For more details on how people in jail are impacted by the Medicaid “inmate exclusion policy,” see the call to Reinstate Federal Health Care Benefits for Non-Convicted Justice-Involved Individuals from the National Association of Counties and the National Sheriffs’ Association.

When Medicaid was authorized in 1965, the “inmate exclusion policy” was established to prevent state and local governments from receiving matching federal funds to cover the healthcare costs of people in state prisons and local jails. This policy leaves state and local governments solely responsible for financing the healthcare of incarcerated people,1 even when those people were covered by Medicaid prior to their incarceration. This means that in most states, Medicaid coverage is terminated when someone is incarcerated.2

The Center for Medicare and Medicaid Services (the federal agency responsible for Medicare and Medicaid) has advocated that people be returned to the Medicaid eligibility rolls “immediately upon release from a correctional facility,” and has even provided resources to correctional systems, probation officers, and parole officers to help make this happen. Nevertheless, as things stand now – despite most people being financially eligible for Medicaid upon release – connecting with appropriate healthcare providers and reapplying for Medicaid is no easy feat for people going through reentry, leaving too many medically vulnerable and disconnected from healthcare services in the community.

 

Most incarcerated and formerly incarcerated people are probably eligible for Medicaid

In all states, Medicaid provides health coverage for low-income people who qualify based on income, household size, disability status, and a handful of other factors. Most people in contact with the criminal legal system are likely eligible for Medicaid: People in prisons and jails are among the poorest in the country and have high rates of disabilities, making them likely eligible for Medicaid in almost every state. People in contact with the criminal legal system have drastically lower pre-incarceration incomes than people who are never incarcerated. In fact, 32% of people in state prisons in 2016 who had insurance at the time of their arrest were covered by Medicaid (compared to about 19% of insured people nationwide). As an additional indicator of need among this population, 50% of people in state prisons were uninsured at the time of arrest.

 

bar graph showing pre-arrest health insurance coverage for people in state prison 2016 See our 2022 report, Chronic Punishment, for methodology details.

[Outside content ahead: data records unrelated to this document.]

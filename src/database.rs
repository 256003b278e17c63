use sqlx::{postgres::PgPoolOptions, PgPool};
use std::time::Duration;
use tracing::info;

use crate::config::DatabaseConfig;

#[derive(Clone)]
pub struct Database {
    pub pool: PgPool,
}

impl Database {
    pub async fn new(config: &DatabaseConfig) -> Result<Self, sqlx::Error> {
        let pool = PgPoolOptions::new()
            .max_connections(config.pool_size)
            .acquire_timeout(Duration::from_secs(5))
            .connect(&config.url)
            .await?;

        Ok(Database { pool })
    }

    /// Обёртка для тестов и утилит, которым пул достаётся извне.
    pub fn from_pool(pool: PgPool) -> Self {
        Database { pool }
    }

    pub async fn run_migrations(&self) -> Result<(), sqlx::migrate::MigrateError> {
        info!("Running database migrations...");
        sqlx::migrate!("./src/migrations")
            .run(&self.pool)
            .await?;
        info!("Migrations completed");
        Ok(())
    }
}
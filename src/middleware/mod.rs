use axum::{
    extract::FromRequestParts,
    http::{header, request::Parts},
};
use chrono::{Duration, Utc};
use jsonwebtoken::{decode, encode, DecodingKey, EncodingKey, Header, Validation};
use serde::{Deserialize, Serialize};
use std::sync::Arc;

use crate::config::JwtConfig;
use crate::errors::ApiError;
use crate::models::{Role, User};

/// Аутентифицированный принципал текущего запроса.
#[derive(Debug, Clone)]
pub struct AuthUser {
    pub user_id: i64,
    pub email: String,
    pub name: String,
    pub role: Role,
}

#[derive(Debug, Serialize, Deserialize)]
pub struct Claims {
    pub sub: i64,
    pub role: Role,
    pub exp: i64,
}

pub fn issue_token(config: &JwtConfig, user: &User) -> Result<String, ApiError> {
    let claims = Claims {
        sub: user.user_id,
        role: user.role,
        exp: (Utc::now() + Duration::hours(config.expires_in_hours)).timestamp(),
    };

    encode(
        &Header::default(),
        &claims,
        &EncodingKey::from_secret(config.secret.as_bytes()),
    )
    .map_err(|e| ApiError::Internal(format!("failed to sign token: {e}")))
}

pub fn decode_claims(config: &JwtConfig, token: &str) -> Result<Claims, ApiError> {
    decode::<Claims>(
        token,
        &DecodingKey::from_secret(config.secret.as_bytes()),
        &Validation::default(),
    )
    .map(|data| data.claims)
    .map_err(|_| ApiError::Unauthorized)
}

// Bearer JWT extractor
impl FromRequestParts<Arc<crate::AppState>> for AuthUser {
    type Rejection = ApiError;

    async fn from_request_parts(
        parts: &mut Parts,
        state: &Arc<crate::AppState>,
    ) -> Result<Self, Self::Rejection> {
        // Получаем заголовок Authorization
        let auth_header = parts
            .headers
            .get(header::AUTHORIZATION)
            .and_then(|value| value.to_str().ok())
            .ok_or(ApiError::Unauthorized)?;

        let token = auth_header
            .strip_prefix("Bearer ")
            .ok_or(ApiError::Unauthorized)?;

        let claims = decode_claims(&state.config.jwt, token)?;

        // Токен может пережить деактивацию пользователя, поэтому строку
        // перечитываем из БД на каждом запросе
        let user: Option<User> = sqlx::query_as(
            "SELECT * FROM users WHERE user_id = $1 AND is_active = TRUE",
        )
        .bind(claims.sub)
        .fetch_optional(&state.db.pool)
        .await?;

        let user = user.ok_or(ApiError::Unauthorized)?;

        Ok(AuthUser {
            user_id: user.user_id,
            email: user.email,
            name: user.name,
            role: user.role,
        })
    }
}
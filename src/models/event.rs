use chrono::NaiveDateTime;
use serde::{Deserialize, Serialize};
use sqlx::FromRow;

#[derive(Debug, Clone, FromRow, Serialize, Deserialize)]
pub struct Event {
    pub id: i64,
    pub organizer_id: i64,
    pub title: String,
    pub venue: String,
    pub description: Option<String>,
    pub starts_at: Option<NaiveDateTime>,
    pub created_at: NaiveDateTime,
    pub updated_at: NaiveDateTime,
}
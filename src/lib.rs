pub mod config;
pub mod database;
pub mod redis_client;
pub mod errors;
pub mod models;
pub mod controllers;
pub mod middleware;
pub mod cache;
pub mod services;

use std::sync::Arc;
use tokio::task;

use services::ledger::InventoryLedger;
use services::notify::Notifier;

// Shared state для всего приложения
#[derive(Clone)]
pub struct AppState {
    pub db: database::Database,
    pub redis: redis_client::RedisClient,
    pub cache: cache::CacheService,
    pub config: config::Config,
    pub ledger: InventoryLedger,
    pub notifier: Arc<Notifier>,
}

impl AppState {
    pub async fn new(config: config::Config) -> Result<Arc<Self>, Box<dyn std::error::Error>> {
        let db = database::Database::new(&config.database).await?;

        db.run_migrations().await?;

        let redis = redis_client::RedisClient::new(&config.redis).await?;
        let cache = cache::CacheService::new(redis.clone(), db.clone());
        let ledger = InventoryLedger::new(db.clone());
        let notifier = Arc::new(Notifier::from_config(&config.notifier));

        let state = Arc::new(Self {
            db,
            redis,
            cache,
            config,
            ledger,
            notifier,
        });

        // Warmup cache в фоне
        let state_for_bg = state.clone();
        task::spawn(async move {
            state_for_bg.cache.warmup_cache().await;
        });

        Ok(state)
    }
}
use chrono::NaiveDateTime;
use serde::{Deserialize, Serialize};
use sqlx::FromRow;

/// Закрытый тип роли. Значение выбирается один раз при регистрации;
/// ни один SQL-путь в приложении не обновляет колонку `role`.
#[derive(Debug, Clone, Copy, PartialEq, Eq, Serialize, Deserialize, sqlx::Type)]
#[sqlx(type_name = "text", rename_all = "lowercase")]
#[serde(rename_all = "lowercase")]
pub enum Role {
    Organizer,
    Customer,
}

impl Role {
    pub fn as_str(&self) -> &'static str {
        match self {
            Role::Organizer => "organizer",
            Role::Customer => "customer",
        }
    }
}

#[derive(Debug, Clone, FromRow, Serialize)]
pub struct User {
    pub user_id: i64,
    pub email: String,
    #[serde(skip_serializing)]
    pub password_hash: String,
    pub name: String,
    pub role: Role,
    pub is_active: bool,
    pub registered_at: NaiveDateTime,
}

impl User {
    // Найти активного пользователя по email
    pub async fn find_by_email(
        email: &str,
        db: &crate::database::Database,
    ) -> Result<Option<User>, sqlx::Error> {
        sqlx::query_as::<_, User>(
            "SELECT * FROM users WHERE email = $1 AND is_active = TRUE",
        )
        .bind(email)
        .fetch_optional(&db.pool)
        .await
    }

    pub fn verify_password(&self, password: &str) -> bool {
        bcrypt::verify(password, &self.password_hash).unwrap_or(false)
    }
}

#[cfg(test)]
mod tests {
    use super::*;

    #[test]
    fn role_round_trips_through_serde() {
        let json = serde_json::to_string(&Role::Organizer).unwrap();
        assert_eq!(json, "\"organizer\"");
        let back: Role = serde_json::from_str("\"customer\"").unwrap();
        assert_eq!(back, Role::Customer);
    }

    #[test]
    fn as_str_matches_db_check_constraint() {
        assert_eq!(Role::Organizer.as_str(), "organizer");
        assert_eq!(Role::Customer.as_str(), "customer");
    }
}
//! Role-Gate: проверки роли, профиля и владения до того, как запрос
//! доберётся до леджера.
//!
//! Два режима отказа, намеренно разных:
//! - пути update/delete маскируют чужие сущности под `NotFound`, чтобы не
//!   раскрывать сам факт их существования;
//! - пути create отдают явный `Forbidden`, когда цель и так известна
//!   клиенту (id события публичен через каталог).

use sqlx::PgPool;

use crate::errors::ApiError;
use crate::middleware::AuthUser;
use crate::models::Role;

/// Роль принципала должна совпадать с типом сущности, которую он мутирует.
pub fn ensure_role(user: &AuthUser, expected: Role) -> Result<(), ApiError> {
    if user.role != expected {
        return Err(ApiError::RoleMismatch);
    }
    Ok(())
}

/// id customer-профиля принципала. Отсутствие профиля — это Forbidden:
/// роль подходит, но бронировать без профиля нечем.
pub async fn customer_profile_id(pool: &PgPool, user: &AuthUser) -> Result<i64, ApiError> {
    ensure_role(user, Role::Customer)?;

    let id: Option<i64> =
        sqlx::query_scalar("SELECT id FROM customer_profiles WHERE user_id = $1")
            .bind(user.user_id)
            .fetch_optional(pool)
            .await?;

    id.ok_or(ApiError::Forbidden)
}

pub async fn organizer_profile_id(pool: &PgPool, user: &AuthUser) -> Result<i64, ApiError> {
    ensure_role(user, Role::Organizer)?;

    let id: Option<i64> =
        sqlx::query_scalar("SELECT id FROM organizer_profiles WHERE user_id = $1")
            .bind(user.user_id)
            .fetch_optional(pool)
            .await?;

    id.ok_or(ApiError::Forbidden)
}

/// Владение событием для путей create (вложенные билеты): событие не
/// найдено — NotFound, найдено, но чужое — явный Forbidden.
pub async fn require_event_owner(
    pool: &PgPool,
    event_id: i64,
    organizer_id: i64,
) -> Result<(), ApiError> {
    let owner: Option<i64> = sqlx::query_scalar("SELECT organizer_id FROM events WHERE id = $1")
        .bind(event_id)
        .fetch_optional(pool)
        .await?;

    match owner {
        None => Err(ApiError::NotFound),
        Some(id) if id != organizer_id => Err(ApiError::Forbidden),
        Some(_) => Ok(()),
    }
}

/// Владение событием для путей update/delete: чужое событие неотличимо
/// от несуществующего.
pub async fn require_event_owner_masked(
    pool: &PgPool,
    event_id: i64,
    organizer_id: i64,
) -> Result<(), ApiError> {
    let owned: bool = sqlx::query_scalar(
        "SELECT EXISTS(SELECT 1 FROM events WHERE id = $1 AND organizer_id = $2)",
    )
    .bind(event_id)
    .bind(organizer_id)
    .fetch_one(pool)
    .await?;

    if owned {
        Ok(())
    } else {
        Err(ApiError::NotFound)
    }
}

/// Владение пулом билетов (через его событие), маскированный вариант.
pub async fn require_ticket_owner_masked(
    pool: &PgPool,
    ticket_id: i64,
    organizer_id: i64,
) -> Result<i64, ApiError> {
    let event_id: Option<i64> = sqlx::query_scalar(
        "SELECT t.event_id
         FROM tickets t
         JOIN events e ON e.id = t.event_id
         WHERE t.id = $1 AND e.organizer_id = $2",
    )
    .bind(ticket_id)
    .bind(organizer_id)
    .fetch_optional(pool)
    .await?;

    event_id.ok_or(ApiError::NotFound)
}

Formerly incarcerated people face low incomes and high rates of unemployment, meaning that they too are likely to be eligible for Medicaid, especially in states where Medicaid eligibility is based solely on income. After incarceration, people experience unemployment at high rates and report low incomes. Formerly incarcerated people are unemployed at a rate of over 27%, which is higher than the total U.S. employment rate during any historical period, including the Great Depression. When formerly incarcerated people do land jobs, they are often the most insecure and lowest-paying positions: the majority of employed people recently released from prison receive an income that puts them well below the poverty line.

 

Excluding justice-involved people from Medicaid can be lethal

People in prison have higher rates of certain chronic conditions and infectious diseases, disabilities, and face exceptionally high rates of mental illness compared to the general U.S. population, but medical and mental health care in prisons and jails are grossly inadequate.3 As a result of such inadequate healthcare, many people in prison end up worse off upon release. Subpar healthcare behind bars and the post-release healthcare coverage gap are pivotal factors in the heightened risk of death after release.

The risk of death is particularly high in the first two weeks following release from prison (12 times higher than the general population), but the lethal consequences of incarceration continue beyond these first two weeks. A 2021 study found that high county jail incarceration rates are associated with high mortality rates, but most acutely with deaths by infectious disease, respiratory disease, drug overdose, suicide, and heart disease. In 2019, a study of people released from North Carolina prisons found that people who spent any time in solitary confinement4 were 24% more likely to die in the first year after release (with an extraordinarily high risk of death from opioid overdose in the first two weeks after release). Another study found that people in their sample who were released from prison were twice as likely to die within 30 days and 90 days of release than those who were not incarcerated.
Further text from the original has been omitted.